Courage – Man Leaping Between Two Buildings

Personally I am afraid of a lot of things including conflict. I don’t like it, I haven’t ever liked it, and I don’t think I will ever like it.

Whether it’s discussing with an employee poor performance, approaching a parent of one my child’s friends about a concern, or even calling an insurance company to dispute a claim, I just don’t like conflict, or even the possibility of it. I often get a pit in my stomach just thinking about it.

However, there isn’t a fear, including conflict, that I wouldn’t face head on if it’s the right thing to do. Being courageous doesn’t mean you aren’t afraid; it just means you care more about something else than what you fear. And the great leaders care a lot!

Here are three simple tips for having more courage. They are easier said than done, but each one is critical to greater bravery, guts and valor.

1. Do It! Probably not the most creative and cutting edge advice you have ever received. But you can’t ever conquer a fear if you don’t face it. The more fears we face, the easier it becomes. That doesn’t mean it won’t be hard, but it can be easier.

An added benefit to facing the fear is a nice rush of endorphins. It feels good to face the fear and not run away. Running away and avoiding the fear only lowers your confidence and creates regret, not to mention the consequences that are sure to follow later.

Brian Tracy, in his book (and one of my favorite books of all time) “Eat That Frog!: 21 Great Ways to Stop Procrastinating and Get More Done in Less Time” quoting Mark Twain said that we should eat a live frog every morning, and if we do nothing worse will happen to us the rest of the day. The frog is the biggest, most important and ugliest task you have that day. It’s the task you are putting off.
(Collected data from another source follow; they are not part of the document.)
//! docbridge-core - HTML and DOCX conversion for a web document editor
//!
//! Exports editor HTML (headings, paragraphs, nested lists, blockquotes,
//! bold/italic runs, hyperlinks, alignment) to DOCX, and imports DOCX back
//! to HTML with the document's title and author.
//!
//! # Example
//!
//! ```
//! use docbridge_core::{export_docx, import_docx, ConvertConfig, Metadata};
//!
//! let config = ConvertConfig::default();
//! let metadata = Metadata::new("Notes", "Ana");
//! let bytes = export_docx("<h1>Notes</h1><p>Hello <b>world</b></p>", &metadata, &config)?;
//!
//! let imported = import_docx("notes.docx", &bytes)?;
//! assert!(imported.html.contains("<h1>Notes</h1>"));
//! assert_eq!(imported.metadata, Some(metadata));
//! # Ok::<(), docbridge_core::ConvertError>(())
//! ```

pub mod config;
pub mod convert;
pub mod error;
pub mod hyperlink;
mod lists;
pub mod metadata;
pub mod node;
pub mod render;
pub mod runs;
pub mod style;

pub use config::{ConvertConfig, LayoutSettings, LinkSettings, ListSettings, ParserSettings};
pub use convert::{
    download_file_name, export_docx, import_docx, ImportedDocument, DOCX_MEDIA_TYPE, EMPTY_HTML,
};
pub use error::{ConfigError, ConvertError, ErrorKind, RenderError, Result};
pub use hyperlink::emit_hyperlink;
pub use metadata::Metadata;
pub use node::{parse_body, Element, HtmlNode};
pub use render::{render_document, BlockKind};
pub use runs::extract_runs;
pub use style::{RunStyle, TextRun};

/// Crate version
pub const VERSION: &str = env!("CARGO_PKG_VERSION");

#[cfg(test)]
mod tests {
    use super::*;

    #[test]
    fn test_version() {
        assert_eq!(VERSION, "1.0.0");
    }
}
Facing our fears, is that big ugly frog. Once eaten, it will provide lots of energy the rest of the day! And after we eat the first, second and third frog, as mentioned earlier it becomes easier the next time – that’s a bonus!
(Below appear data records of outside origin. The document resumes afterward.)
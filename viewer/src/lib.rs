//! # Navigable chess games
//!
//! `chessview` turns a starting position and a list of SAN moves into a game which can be
//! navigated move by move, forward and backward, with optional timed auto-play. It drives a
//! board widget through [`BoardWidget`](chessview_board::BoardWidget) and never renders
//! anything by itself.
//!
//! Single steps are sent to the widget as square-level diffs, jumps as full snapshots. Chess
//! rules come from [`shakmaty`], including variants with piece drops.
//!
//! # Example
//!
//! ```
//! use chessview::{BlockOptions, Game, ManualScheduler, ViewerConfig};
//! use chessview_board::MemoryBoard;
//!
//! let options = BlockOptions::parse("moves: 1. e4 e5 2. Nf3");
//! let config = ViewerConfig::default();
//! let mut session = Game::from_options(&options).into_session(
//!     MemoryBoard::new(),
//!     ManualScheduler::new(),
//!     &config,
//! );
//! session.go_to_last();
//! assert_eq!(session.current_move(), 3);
//! assert!(session.step_backward());
//! assert_eq!(
//!     session.current_fen(),
//!     "rnbqkbnr/pppp1ppp/8/4p3/4P3/8/PPPP1PPP/RNBQKBNR w KQkq - 0 2",
//! );
//! ```

pub mod adapt;
pub mod config;
pub mod delta;
pub mod diff;
pub mod game;
pub mod navigate;
pub mod options;
pub mod pgn;
pub mod play;
pub mod session;
pub mod setup;
pub mod timer;

pub use config::{BoardTheme, PieceSet, ViewerConfig};
pub use delta::BoardDelta;
pub use diff::{Motion, MoveShape};
pub use game::Game;
pub use navigate::Navigator;
pub use options::BlockOptions;
pub use pgn::{read_games, PgnError, PgnGame};
pub use play::StaticPosition;
pub use session::{Controls, GameSession};
pub use setup::{FenError, Rules, StartPosition, VariantError};
pub use timer::{ManualScheduler, Scheduler, TimerId};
2. Care. One of the single most important ways for us to face fears and have more courage is to care. The greatest leaders in history have cared. They care immensely for those they lead. See “5 Important Tips – How to Care More as a Leader,” for ways to care more.

The more you care, the easier it is to show courage. Two great stories that demonstrate this are Leaders Care I and Leaders Care II. Click on each of these links to view these powerful stories.

Think about it, there isn’t a mother who deeply loves her children that wouldn’t give her life for them. There isn’t a leader who truly cares about his employees that wouldn’t give them open and honest feedback on their performance.

3. Ask Yourself. Facing our fears does require us to ask two important questions: What’s the worst thing that could happen if I face this fear; what’s the worst thing that could happen if I don’t? And don’t just think about what the worst thing is that could happen to you, but think about those you lead, your team and your company.

In almost all cases you will find that the consequences are greater if you don’t muster up the courage and face the fear.

Question: What other tips do you have for facing fears? What are the consequences for leaders who don’t face their fears?